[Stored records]
┄┄┄┄┄┄┄┄┄┄┄┄┄┄┄┄┄┄┄┄

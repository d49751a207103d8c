//! Fixed instruction texts sent to the text model.

use crate::config::PromptConfig;

/// System instruction framing the model as an ad videographer.
pub const SYSTEM_INSTRUCTION: &str = "\
You are an expert in advertising videography and prompt engineering.
Your task is to write an in-depth, descriptive video prompt for an AI video model (such as Veo).

The prompt must cover:
1. Camera movement (e.g., dynamic pan, slow zoom, cinematic tracking).
2. Lighting (e.g., volumetric lighting, golden hour, neon cinematic).
3. Subject detail (texture, color, action).
4. Atmosphere/mood (energetic, luxurious, minimalist).
5. Story flow: if a storyboard is provided, make the prompt describe its scene order and transitions.
6. Voice sync: if a voice script is provided, instruct the video model to have the subject/talent lip-sync or move in step with the script's length and tone of delivery.

Output ONLY the video prompt text, in English, highly technical and descriptive, for the best visual result.";

/// Storyboard used when the user left it blank.
pub const DEFAULT_STORYBOARD: &str =
    "Show the product cinematically with a focus on detail.";

/// Voice script placeholder used when the user left it blank.
pub const DEFAULT_VOICE_SCRIPT: &str = "No specific dialogue.";

fn or_default<'a>(value: &'a str, fallback: &'a str) -> &'a str {
    if value.trim().is_empty() {
        fallback
    } else {
        value
    }
}

/// Builds the user message from the ad configuration.
pub fn user_prompt(config: &PromptConfig) -> String {
    format!(
        "Write a promotional video prompt for the following product:
Product Name: {product}
Target Audience: {audience}
Visual Style: {style}
Tone: {tone}
Target Duration: {duration}

Storyboard / Scene Flow:
{storyboard}

Voice Script (Dialogue/Narration):
{voice}

Use every attached image as visual reference:
- Mood/Reference images: set the color tone and visual composition.
- Talent images: photos of the cast who must appear naturally.
- Product images: details of the item being promoted.",
        product = config.product_name,
        audience = config.target_audience,
        style = config.style,
        tone = config.tone,
        duration = config.normalized_duration(),
        storyboard = or_default(&config.storyboard, DEFAULT_STORYBOARD),
        voice = or_default(&config.voice_script, DEFAULT_VOICE_SCRIPT),
    )
}

#[cfg(test)]
mod tests {
    use super::*;

    #[test]
    fn test_user_prompt_embeds_fields() {
        let config = PromptConfig::new("Kopi Senja")
            .with_target_audience("Gen Z")
            .with_duration("10 detik")
            .with_storyboard("pour shot then sip")
            .with_voice_script("Senja in every sip.");
        let text = user_prompt(&config);

        assert!(text.contains("Product Name: Kopi Senja"));
        assert!(text.contains("Target Audience: Gen Z"));
        assert!(text.contains("Visual Style: Cinematic High-End"));
        assert!(text.contains("Tone: Professional"));
        assert!(text.contains("Target Duration: 10 seconds"));
        assert!(text.contains("pour shot then sip"));
        assert!(text.contains("Senja in every sip."));
        assert!(!text.contains(DEFAULT_STORYBOARD));
    }

    #[test]
    fn test_user_prompt_defaults_for_blank_fields() {
        let text = user_prompt(&PromptConfig::new("Kopi Senja"));
        assert!(text.contains(DEFAULT_STORYBOARD));
        assert!(text.contains(DEFAULT_VOICE_SCRIPT));
    }
}
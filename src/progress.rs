//! Cosmetic progress feedback while a video is being generated.
//!
//! The remote API reports no progress, so the counter is driven by a local
//! timer and never reaches 100 before the video is actually ready.

use std::future::Future;
use std::time::Duration;
use tokio::time::Instant;

/// Status lines cycled while waiting.
pub const STATUS_MESSAGES: [&str; 6] = [
    "Analyzing your visual references...",
    "Composing the cinematic structure...",
    "Optimizing digital lighting...",
    "Processing dynamic camera moves...",
    "Finalizing texture detail...",
    "Almost done! Preparing the preview...",
];

/// Message shown once the video is ready.
pub const COMPLETED_MESSAGE: &str = "Video created successfully!";

/// Time between ticks.
pub const TICK_INTERVAL: Duration = Duration::from_secs(4);

/// Progress added per tick.
pub const PROGRESS_STEP: u8 = 5;

/// Highest value reachable before completion.
pub const PROGRESS_CAP: u8 = 95;

/// How long the completed state is shown before generating resets.
pub const COMPLETION_HOLD: Duration = Duration::from_secs(2);

/// What the user sees about an in-flight generation.
#[derive(Debug, Clone, Default, PartialEq, Eq)]
pub struct VideoState {
    /// True from start until the result (or error) has been shown.
    pub is_generating: bool,
    /// 0..=100.
    pub progress: u8,
    /// Current status line.
    pub message: String,
}

/// Advances [`VideoState`] on a fixed-rate timer.
#[derive(Debug, Clone)]
pub struct ProgressTicker {
    state: VideoState,
    message_index: usize,
}

impl Default for ProgressTicker {
    fn default() -> Self {
        Self::new()
    }
}

impl ProgressTicker {
    /// Starts at 0% with the first status message.
    pub fn new() -> Self {
        Self {
            state: VideoState {
                is_generating: true,
                progress: 0,
                message: STATUS_MESSAGES[0].to_string(),
            },
            message_index: 0,
        }
    }

    /// Returns the current state.
    pub fn state(&self) -> &VideoState {
        &self.state
    }

    /// Moves to the next message and adds a step, capped below completion.
    pub fn tick(&mut self) -> &VideoState {
        self.message_index = (self.message_index + 1) % STATUS_MESSAGES.len();
        self.state.message = STATUS_MESSAGES[self.message_index].to_string();
        self.state.progress = self
            .state
            .progress
            .saturating_add(PROGRESS_STEP)
            .min(PROGRESS_CAP);
        &self.state
    }

    /// Snaps to 100% with the completion message.
    pub fn complete(&mut self) -> &VideoState {
        self.state.progress = 100;
        self.state.message = COMPLETED_MESSAGE.to_string();
        &self.state
    }

    /// Leaves the generating state.
    pub fn finish(&mut self) -> &VideoState {
        self.state.is_generating = false;
        &self.state
    }

    /// Awaits `future`, ticking every [`TICK_INTERVAL`] until it resolves.
    ///
    /// `on_update` sees the initial state and every tick.
    pub async fn run<F, T>(&mut self, future: F, on_update: &mut impl FnMut(&VideoState)) -> T
    where
        F: Future<Output = T>,
    {
        on_update(&self.state);
        let mut interval = tokio::time::interval_at(Instant::now() + TICK_INTERVAL, TICK_INTERVAL);
        tokio::pin!(future);

        loop {
            tokio::select! {
                biased;
                output = &mut future => return output,
                _ = interval.tick() => on_update(self.tick()),
            }
        }
    }
}
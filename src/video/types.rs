//! Core types for video generation.

use crate::assets::{ImageAsset, ReferenceImages};
use crate::config::AspectRatio;
use crate::error::Result;
use serde::{Deserialize, Serialize};
use std::path::Path;

/// Veo model variants.
#[derive(Debug, Clone, Copy, Default, PartialEq, Eq, Serialize, Deserialize)]
pub enum VeoModel {
    /// Veo 3.1 Fast Preview - text-to-video and single-image start frame.
    #[default]
    #[serde(rename = "veo-3.1-fast-generate-preview")]
    Veo31FastPreview,
    /// Veo 3.1 Preview - supports up to 3 asset reference images.
    #[serde(rename = "veo-3.1-generate-preview")]
    Veo31Preview,
}

impl VeoModel {
    /// Returns the API model identifier string.
    pub fn as_str(&self) -> &'static str {
        match self {
            Self::Veo31FastPreview => "veo-3.1-fast-generate-preview",
            Self::Veo31Preview => "veo-3.1-generate-preview",
        }
    }

    /// Picks the variant for a total number of reference images.
    pub fn for_image_count(count: usize) -> Self {
        if count > 1 {
            Self::Veo31Preview
        } else {
            Self::Veo31FastPreview
        }
    }
}

impl std::fmt::Display for VeoModel {
    fn fmt(&self, f: &mut std::fmt::Formatter<'_>) -> std::fmt::Result {
        f.write_str(self.as_str())
    }
}

/// Metadata about the video generation process.
#[derive(Debug, Clone, Default, Serialize, Deserialize)]
pub struct VideoMetadata {
    /// Model used for generation.
    pub model: Option<String>,
    /// Generation duration in milliseconds.
    pub duration_ms: Option<u64>,
    /// Video resolution.
    pub resolution: Option<String>,
    /// Aspect ratio actually requested.
    pub aspect_ratio: Option<String>,
    /// Number of operation status checks made.
    pub status_checks: u32,
}

/// A request to generate a video.
#[derive(Debug, Clone)]
pub struct VideoRequest {
    /// The text prompt describing the desired video.
    pub prompt: String,
    /// Reference images in mood, talent, product order.
    pub images: Vec<ImageAsset>,
    /// Caller-selected aspect ratio.
    pub aspect_ratio: AspectRatio,
}

impl VideoRequest {
    /// Creates a new request with the given prompt.
    pub fn new(prompt: impl Into<String>) -> Self {
        Self {
            prompt: prompt.into(),
            images: Vec::new(),
            aspect_ratio: AspectRatio::default(),
        }
    }

    /// Copies every image from the reference lists.
    pub fn with_images(mut self, images: &ReferenceImages) -> Self {
        self.images = images.all().into_iter().cloned().collect();
        self
    }

    /// Adds a single image.
    pub fn with_image(mut self, image: ImageAsset) -> Self {
        self.images.push(image);
        self
    }

    /// Sets the aspect ratio.
    pub fn with_aspect_ratio(mut self, ratio: AspectRatio) -> Self {
        self.aspect_ratio = ratio;
        self
    }
}

/// A generated video with its data and metadata.
#[derive(Debug, Clone)]
pub struct GeneratedVideo {
    /// Raw video bytes.
    pub data: Vec<u8>,
    /// MIME type (e.g., "video/mp4").
    pub mime_type: String,
    /// Generation metadata.
    pub metadata: VideoMetadata,
}

impl GeneratedVideo {
    /// Creates a new generated video.
    pub fn new(data: Vec<u8>, mime_type: impl Into<String>, metadata: VideoMetadata) -> Self {
        Self {
            data,
            mime_type: mime_type.into(),
            metadata,
        }
    }

    /// Returns the size of the video data in bytes.
    pub fn size(&self) -> usize {
        self.data.len()
    }

    /// Saves the video to the specified path, creating parent directories.
    pub fn save(&self, path: impl AsRef<Path>) -> Result<()> {
        let path = path.as_ref();
        if let Some(parent) = path.parent().filter(|p| !p.as_os_str().is_empty()) {
            std::fs::create_dir_all(parent)?;
        }
        std::fs::write(path, &self.data)?;
        Ok(())
    }
}

#[cfg(test)]
mod tests {
    use super::*;
    use crate::assets::ImageRole;

    #[test]
    fn test_model_selection_by_count() {
        assert_eq!(VeoModel::for_image_count(0), VeoModel::Veo31FastPreview);
        assert_eq!(VeoModel::for_image_count(1), VeoModel::Veo31FastPreview);
        assert_eq!(VeoModel::for_image_count(2), VeoModel::Veo31Preview);
        assert_eq!(VeoModel::Veo31Preview.as_str(), "veo-3.1-generate-preview");
    }

    #[test]
    fn test_request_snapshots_images() {
        let mut images = ReferenceImages::new();
        images.add(ImageAsset::from_data_uri(ImageRole::Talent, "t"));
        images.add(ImageAsset::from_data_uri(ImageRole::Mood, "m"));

        let request = VideoRequest::new("prompt")
            .with_images(&images)
            .with_aspect_ratio(AspectRatio::Portrait);
        images.remove(ImageRole::Mood, 0);

        assert_eq!(request.images.len(), 2);
        assert_eq!(request.images[0].data_uri(), "m");
        assert_eq!(request.aspect_ratio, AspectRatio::Portrait);
    }

    #[test]
    fn test_save_creates_parent_dirs() {
        let dir = tempfile::tempdir().unwrap();
        let path = dir.path().join("videos").join("1.mp4");
        let video = GeneratedVideo::new(vec![1, 2, 3], "video/mp4", VideoMetadata::default());
        video.save(&path).unwrap();
        assert_eq!(std::fs::read(&path).unwrap(), vec![1, 2, 3]);
        assert_eq!(video.size(), 3);
    }
}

┄┄┄┄┄┄┄┄┄┄┄┄┄┄┄┄┄┄┄┄

▶ **YOUR ASSIGNMENT**: The lines to return begin at the first line of the records and end at the line holding "pub const DEFAULT_STORYBOARD: &str"; please return them exactly, including both, and nothing beyond.

▶ **EXPECTED OUTPUT**:
repository d49751a207103d8c
//! Fixed instruction texts sent to the text model.

use crate::config::PromptConfig;

/// System instruction framing the model as an ad videographer.
pub const SYSTEM_INSTRUCTION: &str = "\
You are an expert in advertising videography and prompt engineering.
Your task is to write an in-depth, descriptive video prompt for an AI video model (such as Veo).

The prompt must cover:
1. Camera movement (e.g., dynamic pan, slow zoom, cinematic tracking).
2. Lighting (e.g., volumetric lighting, golden hour, neon cinematic).
3. Subject detail (texture, color, action).
4. Atmosphere/mood (energetic, luxurious, minimalist).
5. Story flow: if a storyboard is provided, make the prompt describe its scene order and transitions.
6. Voice sync: if a voice script is provided, instruct the video model to have the subject/talent lip-sync or move in step with the script's length and tone of delivery.

Output ONLY the video prompt text, in English, highly technical and descriptive, for the best visual result.";

/// Storyboard used when the user left it blank.
pub const DEFAULT_STORYBOARD: &str =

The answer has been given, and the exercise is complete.